Dr. Rob weighs in on the lack of a relationship between mitochondrial DNA (mtDNA) polymorphism and population size. To recap: DNA polymorphism should predict population size — larger populations will have more polymorphism than small populations. Additionally, comparing different measures of polymorphism allow us to infer ancient demographic events. But natural selection can also shape DNA polymorphism. Positive (or Darwinian) selection will drive an advantageous allele to fixation, taking linked neutral variants along with it. This selective sweep will decrease polymorphism in a region surrounding the site under selection; the size of the region affected depends on the strength of selection and the recombination rate in the region.
And that’s where the mtDNA story begins. Because there is little/no recombination in the mitochondrial genome, a selective event at any site will sweep out variation across the entire molecule. Any pattern of mtDNA polymorphism left by population size will be swamped out by these selection events. Dr. Rob refers to this as ‘genetic draft’. It’s probably not a good idea to use mtDNA alone to study historical population sizes, just like it’s a bad idea to use any single marker to infer demographic events.
But I have covered all of this before. What’s different this time is something Dr. Rob points out: the ability of selection to affect DNA sequence polymorphism also depends on population size. Adam Eyre-Walker brings this up in his review of the mtDNA polymorphism paper. In humans, autosomal, mtDNA, and Y chromosome polymorphisms all pretty much suggest the same ancestral population size. Does that mean that mtDNA (and Y chromosome) polymorphism is ok for inferring ancestral demographic events?

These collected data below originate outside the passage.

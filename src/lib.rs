//! Heart Quest - A cozy top-down heart collecting game
//!
//! Core modules:
//! - `sim`: Deterministic simulation (player, hearts, effects, game flow)
//! - `renderer`: Backend-neutral draw commands + Canvas2D backend
//! - `assets`: Async image asset registry
//! - `settings`: Runtime configuration

pub mod assets;
pub mod error;
pub mod renderer;
pub mod settings;
pub mod sim;

pub use error::GameError;
pub use settings::{MovementMode, QualityPreset, Settings};

use glam::Vec2;

/// Game configuration constants
pub mod consts {
    /// World (canvas) dimensions
    pub const WORLD_WIDTH: f32 = 960.0;
    pub const WORLD_HEIGHT: f32 = 640.0;
    pub const TILE: f32 = 24.0;

    /// Round length in seconds
    pub const ROUND_SECONDS: f32 = 75.0;
    /// Hearts spawned per round, and hearts needed to win
    pub const HEARTS_NEEDED: u32 = 12;
    /// Score awarded per heart
    pub const HEART_SCORE: u32 = 10;

    /// Player defaults
    pub const PLAYER_SIZE: f32 = 18.0;
    /// Displacement per tick (not per second)
    pub const PLAYER_SPEED: f32 = 2.1;
    /// Interior clamp margins
    pub const PLAYER_MARGIN_X: f32 = 20.0;
    pub const PLAYER_MARGIN_Y: f32 = 30.0;
    /// Diagonal input scale (~1/sqrt(2))
    pub const DIAGONAL_SCALE: f32 = 0.7071;

    /// Heart pickup radius
    pub const PICKUP_RADIUS: f32 = 18.0;
    /// Pulse phase advance per millisecond
    pub const PULSE_RATE: f32 = 0.005;

    /// Burst particles per pickup
    pub const BURST_PARTICLES: usize = 16;
    pub const PARTICLE_DAMPING: f32 = 0.97;
    /// Particle life lost per millisecond
    pub const PARTICLE_DECAY: f32 = 0.0012;
    /// Floating heart alpha lost per millisecond
    pub const FLOAT_DECAY: f32 = 0.0002;
    /// Per-tick chance of an ambient floating heart during play
    pub const FLOAT_SPAWN_CHANCE: f64 = 0.02;

    /// Celebration tuning
    pub const CELEBRATION_MS: f32 = 6000.0;
    pub const CELEBRATION_BURSTS: usize = 6;
    pub const CELEBRATION_HEARTS: usize = 50;
    pub const CELEBRATION_SPAWN_CHANCE: f64 = 0.12;

    /// Reference frame length for delta-scaled movement (60 Hz)
    pub const REFERENCE_FRAME_MS: f32 = 1000.0 / 60.0;
    /// Largest delta the frame driver will hand to the simulation
    pub const MAX_FRAME_MS: f32 = 250.0;
}

/// Color palette (CSS color strings, used by the Canvas2D backend)
pub mod palette {
    pub const GRASS: &str = "#94c89c";
    pub const GRASS_DARK: &str = "#7bbf9e";
    pub const SHADOW: &str = "rgba(74, 43, 43, 0.2)";
    pub const HEART: &str = "#f07a8c";
    pub const HEART_LIGHT: &str = "#ffd4dd";
    pub const PLAYER: &str = "#805a6f";
    pub const SHIRT: &str = "#f2b3c9";
    pub const FACE: &str = "#f8d2d2";
    pub const UI_PANEL: &str = "rgba(255, 255, 255, 0.7)";
    pub const UI_TEXT: &str = "#6c4a3d";
}

/// Clamp a position into the player's walkable interior
#[inline]
pub fn clamp_to_interior(pos: Vec2) -> Vec2 {
    use consts::*;
    Vec2::new(
        pos.x.clamp(PLAYER_MARGIN_X, WORLD_WIDTH - PLAYER_MARGIN_X),
        pos.y.clamp(PLAYER_MARGIN_Y, WORLD_HEIGHT - PLAYER_MARGIN_Y),
    )
}

/// World center
#[inline]
pub fn world_center() -> Vec2 {
    Vec2::new(consts::WORLD_WIDTH / 2.0, consts::WORLD_HEIGHT / 2.0)
}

Not so fast, my friend. You see, the efficacy of natural selection depends on population size. Larger populations will be able to fix more mildly beneficial mutations and purge more weakly deleterious mutations than small populations. In small populations, more mutations are effectively neutral, so genetic drift will play a larger role in fixing mutations in small populations compared to larger populations. Therefore, if most new mutations are only mildly advantageous or deleterious, polymorphism should reflect population size in small populations, but may not in a large population.
The previous scenario applies to a single locus, and remember that the mitochondrial genome essentially behaves as a single locus. If the selective events on mtDNA are of the nearly neutral variety (ie, they don’t confer an immense selective advantage), there will be fewer selective sweeps in small populations. So, for small populations, mtDNA polymorphism may be able to identify ancestral demographic events. But patterns of mtDNA polymorphism shouldn’t be compared between smaller and larger populations.